◆ Supplied material:
# # # # #

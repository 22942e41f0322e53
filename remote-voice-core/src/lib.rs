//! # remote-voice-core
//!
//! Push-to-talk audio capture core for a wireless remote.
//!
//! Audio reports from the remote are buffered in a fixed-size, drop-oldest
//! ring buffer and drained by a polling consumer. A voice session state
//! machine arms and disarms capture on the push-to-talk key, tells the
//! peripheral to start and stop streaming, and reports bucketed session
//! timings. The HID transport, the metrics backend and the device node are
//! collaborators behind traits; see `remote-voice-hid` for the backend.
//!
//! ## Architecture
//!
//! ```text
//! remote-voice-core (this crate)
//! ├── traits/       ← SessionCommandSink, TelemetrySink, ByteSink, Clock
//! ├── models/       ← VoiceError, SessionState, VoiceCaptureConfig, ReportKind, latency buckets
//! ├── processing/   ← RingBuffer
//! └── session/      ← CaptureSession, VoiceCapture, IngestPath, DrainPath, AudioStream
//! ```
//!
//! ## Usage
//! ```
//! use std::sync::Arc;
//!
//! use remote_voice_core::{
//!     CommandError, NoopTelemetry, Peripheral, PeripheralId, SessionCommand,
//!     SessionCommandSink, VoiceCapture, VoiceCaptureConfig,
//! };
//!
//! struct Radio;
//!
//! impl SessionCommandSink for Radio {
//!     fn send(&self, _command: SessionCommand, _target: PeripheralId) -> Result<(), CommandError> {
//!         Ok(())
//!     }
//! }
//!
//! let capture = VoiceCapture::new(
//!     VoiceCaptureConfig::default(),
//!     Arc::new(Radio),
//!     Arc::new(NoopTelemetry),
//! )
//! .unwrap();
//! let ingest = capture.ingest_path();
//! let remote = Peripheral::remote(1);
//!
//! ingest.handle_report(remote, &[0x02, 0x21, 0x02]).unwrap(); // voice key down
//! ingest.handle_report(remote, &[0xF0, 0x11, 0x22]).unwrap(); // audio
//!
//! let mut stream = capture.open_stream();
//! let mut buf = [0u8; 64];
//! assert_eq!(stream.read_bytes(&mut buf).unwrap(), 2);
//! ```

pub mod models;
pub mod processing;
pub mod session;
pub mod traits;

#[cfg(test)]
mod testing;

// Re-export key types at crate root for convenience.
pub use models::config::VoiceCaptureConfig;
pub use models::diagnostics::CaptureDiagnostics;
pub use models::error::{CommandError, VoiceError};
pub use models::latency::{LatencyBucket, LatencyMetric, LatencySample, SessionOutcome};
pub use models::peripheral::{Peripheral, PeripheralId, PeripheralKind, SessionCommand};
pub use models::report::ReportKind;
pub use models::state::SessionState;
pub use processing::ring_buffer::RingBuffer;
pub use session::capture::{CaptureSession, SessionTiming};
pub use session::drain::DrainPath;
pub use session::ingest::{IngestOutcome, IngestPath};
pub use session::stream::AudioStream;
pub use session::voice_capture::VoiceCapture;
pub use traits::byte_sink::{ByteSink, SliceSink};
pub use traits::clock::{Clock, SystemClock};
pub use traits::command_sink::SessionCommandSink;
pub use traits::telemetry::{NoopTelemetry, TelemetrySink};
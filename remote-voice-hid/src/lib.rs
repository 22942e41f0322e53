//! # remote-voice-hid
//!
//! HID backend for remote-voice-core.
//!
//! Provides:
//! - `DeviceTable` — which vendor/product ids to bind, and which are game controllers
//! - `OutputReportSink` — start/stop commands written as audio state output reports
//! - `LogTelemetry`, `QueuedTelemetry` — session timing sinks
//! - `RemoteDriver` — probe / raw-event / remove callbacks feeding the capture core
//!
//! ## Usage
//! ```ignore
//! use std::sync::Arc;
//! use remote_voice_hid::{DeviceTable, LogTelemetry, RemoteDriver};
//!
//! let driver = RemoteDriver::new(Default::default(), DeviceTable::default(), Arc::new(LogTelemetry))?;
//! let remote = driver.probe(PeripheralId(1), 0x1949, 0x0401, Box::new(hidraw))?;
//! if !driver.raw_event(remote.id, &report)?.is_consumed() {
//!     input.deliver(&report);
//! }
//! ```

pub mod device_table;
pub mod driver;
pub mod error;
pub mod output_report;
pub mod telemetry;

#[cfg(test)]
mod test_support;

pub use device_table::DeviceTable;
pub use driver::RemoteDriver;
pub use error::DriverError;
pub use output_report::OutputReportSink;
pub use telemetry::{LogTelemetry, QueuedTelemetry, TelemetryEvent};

# # # # #

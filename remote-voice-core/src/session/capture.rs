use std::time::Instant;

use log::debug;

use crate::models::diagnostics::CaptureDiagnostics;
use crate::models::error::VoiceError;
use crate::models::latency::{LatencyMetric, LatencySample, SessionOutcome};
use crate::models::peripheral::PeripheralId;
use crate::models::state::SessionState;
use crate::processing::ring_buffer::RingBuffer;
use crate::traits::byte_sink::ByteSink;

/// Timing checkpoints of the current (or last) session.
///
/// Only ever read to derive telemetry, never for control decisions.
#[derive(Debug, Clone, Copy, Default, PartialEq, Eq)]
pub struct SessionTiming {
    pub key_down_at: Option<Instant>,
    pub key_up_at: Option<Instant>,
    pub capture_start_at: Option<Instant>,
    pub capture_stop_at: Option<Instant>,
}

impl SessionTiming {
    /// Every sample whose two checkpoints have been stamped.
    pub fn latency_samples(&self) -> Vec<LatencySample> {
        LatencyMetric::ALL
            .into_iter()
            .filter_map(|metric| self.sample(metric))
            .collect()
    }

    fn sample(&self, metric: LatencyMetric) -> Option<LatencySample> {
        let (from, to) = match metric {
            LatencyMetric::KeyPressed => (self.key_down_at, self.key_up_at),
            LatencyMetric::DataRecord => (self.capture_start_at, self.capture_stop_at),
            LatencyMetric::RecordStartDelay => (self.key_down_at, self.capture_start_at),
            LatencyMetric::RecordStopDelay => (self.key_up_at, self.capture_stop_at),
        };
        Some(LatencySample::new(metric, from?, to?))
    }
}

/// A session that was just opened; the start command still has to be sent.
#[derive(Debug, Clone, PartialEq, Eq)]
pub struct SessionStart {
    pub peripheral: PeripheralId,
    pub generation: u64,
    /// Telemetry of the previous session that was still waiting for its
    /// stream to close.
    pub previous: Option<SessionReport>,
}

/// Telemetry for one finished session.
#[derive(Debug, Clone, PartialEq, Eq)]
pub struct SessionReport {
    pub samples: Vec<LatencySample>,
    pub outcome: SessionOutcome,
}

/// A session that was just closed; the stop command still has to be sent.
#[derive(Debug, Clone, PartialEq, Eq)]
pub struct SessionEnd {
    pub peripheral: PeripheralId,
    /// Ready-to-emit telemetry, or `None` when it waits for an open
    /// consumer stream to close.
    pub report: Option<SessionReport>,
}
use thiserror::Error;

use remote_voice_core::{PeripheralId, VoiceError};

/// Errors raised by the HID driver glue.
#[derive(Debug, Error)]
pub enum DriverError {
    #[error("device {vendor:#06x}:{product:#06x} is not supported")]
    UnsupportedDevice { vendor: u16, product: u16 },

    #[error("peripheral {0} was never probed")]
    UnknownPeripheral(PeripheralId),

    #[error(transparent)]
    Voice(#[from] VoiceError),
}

# # # # #

◆ Problem statement: Go through the records. Copy each line where "Instant" appears.

◆ Answer to this exercise:
use std::time::Instant;
    pub key_down_at: Option<Instant>,
    pub key_up_at: Option<Instant>,
    pub capture_start_at: Option<Instant>,
    pub capture_stop_at: Option<Instant>,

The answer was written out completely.